WHAT IS BEING ASKED:
Pick each line that has "tracing" out of the records.
### INFORMATION PROVIDED ###
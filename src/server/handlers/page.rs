use axum::{
    extract::State,
    http::{HeaderMap, HeaderValue, StatusCode, Uri, header},
    response::{IntoResponse, Response},
};

use crate::{
    Result,
    logging::RequestLogRecord,
    proxy::UpstreamHeaders,
    rewrite::{ContentClassifier, RewriteContext, context::query_suffix},
    server::state::AppState,
};

const FALLBACK_CONTENT_TYPE: &str = "application/octet-stream";

/// Mirror any path from the upstream origin.
pub async fn handle_page(
    State(state): State<AppState>,
    headers: HeaderMap,
    uri: Uri,
) -> Result<Response> {
    let host = headers
        .get(header::HOST)
        .and_then(|v| v.to_str().ok())
        .or_else(|| uri.authority().map(|a| a.as_str()));
    let user_agent = headers.get(header::USER_AGENT).and_then(|v| v.to_str().ok());

    let path = uri.path();
    let query = uri.query();
    let context = RewriteContext::for_request(&state.config, host, path, query);
    let record = RequestLogRecord::new(path, &context.serving_origin).with_user_agent(user_agent);

    let upstream_url = format!("{}{}{}", state.config.target_base(), path, query_suffix(query));
    let upstream_headers = UpstreamHeaders::for_request(&state.config, user_agent);

    tracing::debug!("Mirroring {} from {}", path, upstream_url);

    let upstream = match state.client.fetch(&upstream_url, &upstream_headers).await {
        Ok(upstream) => upstream,
        Err(e) => {
            record
                .with_error(e.error_code(), &e.to_string())
                .with_response(StatusCode::INTERNAL_SERVER_ERROR.as_u16(), None)
                .emit();
            return Err(e);
        }
    };

    let kind = ContentClassifier::classify(&upstream.content_type);
    let body = state.pipeline.process(kind, upstream.body, &context);
    let body_len = body.len() as u64;

    let content_type = match kind.response_content_type() {
        Some(ct) => ct.to_string(),
        None if upstream.content_type.is_empty() => FALLBACK_CONTENT_TYPE.to_string(),
        None => upstream.content_type,
    };

    let mut response = ([(header::CONTENT_TYPE, content_type)], body).into_response();

    if let Some(cache_control) = &state.config.cache_control {
        match HeaderValue::from_str(cache_control) {
            Ok(value) => {
                response.headers_mut().insert(header::CACHE_CONTROL, value);
            }
            Err(e) => tracing::warn!("Ignoring invalid cache-control value: {}", e),
        }
    }

    record
        .with_upstream(upstream.status, kind)
        .with_response(response.status().as_u16(), Some(body_len))
        .emit();

    Ok(response)
}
###
EXERCISE RESULT:
    tracing::debug!("Mirroring {} from {}", path, upstream_url);
            Err(e) => tracing::warn!("Ignoring invalid cache-control value: {}", e),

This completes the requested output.